There was a sound, like a gasp, from the wardrobe, but Baine didn’t seem to notice. “Yes, sir,” he said. “It doesn’t cure her, of course. It’s necessary to reinforce the message approximately once a month. I only throw her out a short way. Cats swim quite well, you know, when they are forced to. Better than dogs. But this last time she must have got caught in the current and—” He buried his face in his hands. “I feared she had drowned,” he said despairingly.

“Here,” I said, taking his arm and helping him into the chintz-covered chair. “Sit down. She hasn’t drowned. She’s perfectly all right.”

“She ate the Colonel’s silver Emperor fantail. An extremely rare fish. The Colonel had it shipped all the way from Honshu, at great expense,” he said, anguished. “It had arrived only the day before, and there she was, sitting next to the dorsal fin, calmly licking her paws, and when I cried out, ‘Oh, Princess Arjumand! What have you done?’ she looked up at me with an expression of utter innocence. I’m afraid I quite lost my temper.”

“I quite understand,” I said.

“No.” He shook his head. “I carried her out to the river and flung her out as far as I could and then walked away. And when I came back—” he buried his face in his hands again, “there was no sign of her anywhere. I searched everywhere. These last four days I have felt like Dostoyevsky’s Raskolnikov, unable to confess my crime, racked with guilt for having murdered an innocent creature—”

“Well, not quite innocent,” I said. “She did eat the silver Emperor fantail.”

He didn’t even hear me. “She must have been carried away by the current and come ashore farther downstream, wet, lost—”

“Full of fantail,” I said to keep him from burying his face in his hands again. And double-gilled blue chub, I thought.

“I couldn’t sleep. I realized that I— I knew that Miss Mering would never be able to forgive me if any harm had come to her precious pet, yet I feared that with her good heart she might, and I would not be able to bear her forgiveness or forgive myself. Yet I knew I had to tell her, and I had determined to do so tonight, after the séance, and then the French doors opened, and it was a miracle. There was Princess Arjumand, safely returned, thanks to you!” He clasped my hands. “You have my most profound gratitude, sir!
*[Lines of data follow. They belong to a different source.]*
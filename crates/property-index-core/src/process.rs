//! Per-event entry point.

use serde_json::Value;
use tracing::{info, warn};

use crate::aggregate::{update_aggregates, AggregateEffects};
use crate::cid::derive_content_id;
use crate::config::IndexerConfig;
use crate::entity::{save_entity, EntityStore, PropertyRecord};
use crate::event::SubmissionEvent;
use crate::fetch::{fetch_with_retry, ContentFetcher};
use crate::resolve::{LinkResolver, ResolutionError};
use crate::{to_hex_prefixed, IndexError, TIMEOUT_CONTENT_PREFIX, TIMEOUT_LABEL};

/// What happened to one event, for the host's run report.
#[derive(Debug, Clone, PartialEq, Eq)]
pub struct ProcessOutcome {
    pub record_id: String,
    pub content_id: String,
    pub content_fetched: bool,
    pub label: Option<String>,
    pub jurisdiction: Option<String>,
    pub resolution_error: Option<ResolutionError>,
    pub aggregates: AggregateEffects,
}

impl ProcessOutcome {
    #[must_use]
    pub fn timed_out(&self) -> bool {
        !self.content_fetched
    }
}

/// Builds, persists and aggregates the record for one submission event.
///
/// Fetch, parse and link failures never escape: they end up as sentinel or
/// unset fields on a record that is always persisted.
///
/// # Errors
/// Returns [`IndexError`] only when the entity store fails.
pub fn process_event(
    event: &SubmissionEvent,
    store: &mut dyn EntityStore,
    fetcher: &dyn ContentFetcher,
    config: &IndexerConfig,
) -> Result<ProcessOutcome, IndexError> {
    let transaction_hash = to_hex_prefixed(&event.transaction_hash);
    let submitter = to_hex_prefixed(&event.submitter);
    let root_hash = to_hex_prefixed(&event.root_hash);
    let record_id = PropertyRecord::record_key(&transaction_hash, event.log_index);

    info!(
        event_kind = event.kind.as_str(),
        record_id = %record_id,
        root_hash = %root_hash,
        submitter = %submitter,
        block_number = event.block_number,
        "processing submission event"
    );

    let content_id = derive_content_id(&event.content_hash);
    let (content, label, content_fetched) =
        match fetch_with_retry(fetcher, &content_id, config.max_fetch_attempts) {
            Some(bytes) => {
                let text = String::from_utf8_lossy(&bytes).into_owned();
                let label = extract_label(&content_id, &text);
                (text, label, true)
            }
            None => {
                warn!(
                    cid = %content_id,
                    record_id = %record_id,
                    "content fetch exhausted; storing timeout sentinel"
                );
                (
                    format!("{TIMEOUT_CONTENT_PREFIX}{content_id}"),
                    Some(TIMEOUT_LABEL.to_string()),
                    false,
                )
            }
        };

    let resolver = LinkResolver::new(fetcher, config.max_fetch_attempts);
    let (jurisdiction, resolution_error) = match resolver.resolve_jurisdiction(&event.root_hash) {
        Ok(jurisdiction) => (Some(jurisdiction), None),
        Err(err) => {
            warn!(
                root_hash = %root_hash,
                hop = %err.hop(),
                error = %err,
                "jurisdiction left unset"
            );
            (None, Some(err))
        }
    };

    let record = PropertyRecord {
        id: record_id.clone(),
        root_hash,
        group_hash: to_hex_prefixed(&event.group_hash),
        submitter: submitter.clone(),
        content_hash: to_hex_prefixed(&event.content_hash),
        content,
        label: label.clone(),
        jurisdiction: jurisdiction.clone(),
        timestamp: event.block_timestamp,
        block_number: event.block_number,
        transaction_hash,
        owner: submitter,
    };
    save_entity(store, &record)?;
    info!(
        record_id = %record_id,
        label = record.label.as_deref().unwrap_or(""),
        jurisdiction = record.jurisdiction.as_deref().unwrap_or(""),
        "property record saved"
    );

    let aggregates = update_aggregates(store, &record, event.block_timestamp, event.block_number)?;

    Ok(ProcessOutcome {
        record_id,
        content_id,
        content_fetched,
        label,
        jurisdiction,
        resolution_error,
        aggregates,
    })
}

/// Reads the top-level `label` of a property document.
fn extract_label(cid: &str, text: &str) -> Option<String> {
    let document: Value = match serde_json::from_str(text) {
        Ok(document) => document,
        Err(err) => {
            warn!(cid, error = %err, "content is not valid JSON; label left unset");
            return None;
        }
    };

    match document.get("label") {
        Some(Value::String(label)) => {
            info!(cid, label = %label, "label extracted");
            Some(label.clone())
        }
        Some(Value::Null) | None => {
            warn!(cid, "content has no label field");
            None
        }
        Some(other) => {
            warn!(cid, value = %other, "label is not a string; left unset");
            None
        }
    }
}

#[cfg(test)]
mod tests {
    use super::*;

    #[test]
    fn label_read_from_top_level() {
        assert_eq!(
            extract_label("bafk", r#"{"label":"Parcel","relationships":{}}"#),
            Some("Parcel".to_string())
        );
    }

    #[test]
    fn null_missing_and_non_text_labels_are_unset() {
        for text in [r#"{"label":null}"#, "{}", r#"{"label":7}"#, "not json", "[]"] {
            assert_eq!(extract_label("bafk", text), None, "{text}");
        }
    }

    #[test]
    fn empty_label_is_kept_verbatim() {
        assert_eq!(extract_label("bafk", r#"{"label":""}"#), Some(String::new()));
    }
}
Thank you!”

“Perfectly all right,” I said, pulling my hands away before he smothered them with grateful kisses or something. “Glad to do it.”

“Princess Arjumand might have starved or frozen to death or been killed by wild dogs or—”
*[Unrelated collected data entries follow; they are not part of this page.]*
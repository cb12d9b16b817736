use serde::{Deserialize, Serialize};

use crate::fetch::DEFAULT_MAX_ATTEMPTS;
use crate::IndexError;

pub const DEFAULT_GATEWAY_URL: &str = "https://ipfs.io";
pub const DEFAULT_FETCH_TIMEOUT_MS: u64 = 30_000;

/// Runtime knobs for one indexer run.
#[derive(Debug, Clone, Serialize, Deserialize, PartialEq, Eq)]
pub struct IndexerConfig {
    pub max_fetch_attempts: u32,
    pub gateway_url: String,
    pub fetch_timeout_ms: u64,
}

impl Default for IndexerConfig {
    fn default() -> Self {
        Self {
            max_fetch_attempts: DEFAULT_MAX_ATTEMPTS,
            gateway_url: DEFAULT_GATEWAY_URL.to_string(),
            fetch_timeout_ms: DEFAULT_FETCH_TIMEOUT_MS,
        }
    }
}

impl IndexerConfig {
    /// # Errors
    /// Returns [`IndexError::Configuration`] when any knob is out of range.
    pub fn validate(&self) -> Result<(), IndexError> {
        if self.max_fetch_attempts == 0 {
            return Err(IndexError::Configuration(
                "max_fetch_attempts MUST be >= 1".to_string(),
            ));
        }

        if self.fetch_timeout_ms == 0 {
            return Err(IndexError::Configuration(
                "fetch_timeout_ms MUST be >= 1".to_string(),
            ));
        }

        let gateway = self.gateway_url.trim();
        let has_host = gateway
            .strip_prefix("https://")
            .or_else(|| gateway.strip_prefix("http://"))
            .is_some_and(|rest| !rest.trim_matches('/').is_empty());
        if !has_host {
            return Err(IndexError::Configuration(format!(
                "gateway_url MUST be an http(s) URL, got {:?}",
                self.gateway_url
            )));
        }

        Ok(())
    }

    /// Gateway base URL without trailing slashes.
    #[must_use]
    pub fn gateway_base(&self) -> &str {
        self.gateway_url.trim().trim_end_matches('/')
    }
}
“No use worrying about things that didn’t happen,” I said. “She’s safely home.”

“Yes, sir,” he said, and looked like he might go for my hands again.

I stuck them behind my back.

“If there is anything, anything I can do to return the service you have done me and show my gratitude, I would do it in an instant.”

“Yes, well…” I said. “Thank you.”

“No, thank you, sir,” he said and, grabbing my hand from behind my back, shook it heartily. “And thank you for hearing me out. I hope I haven’t spoken out of turn, sir.”

“Not at all,” I said. “I appreciate your telling me.”

He stood up and straightened his lapels. “Would you like me to press your coat and trousers for you, sir?” he said, regaining his composure.

“No, that’s all right,” I said, thinking that the way things had gone thus far I might need them. “You can press them later.”

“Yes, sir,” he said. “Will there be anything else, sir?”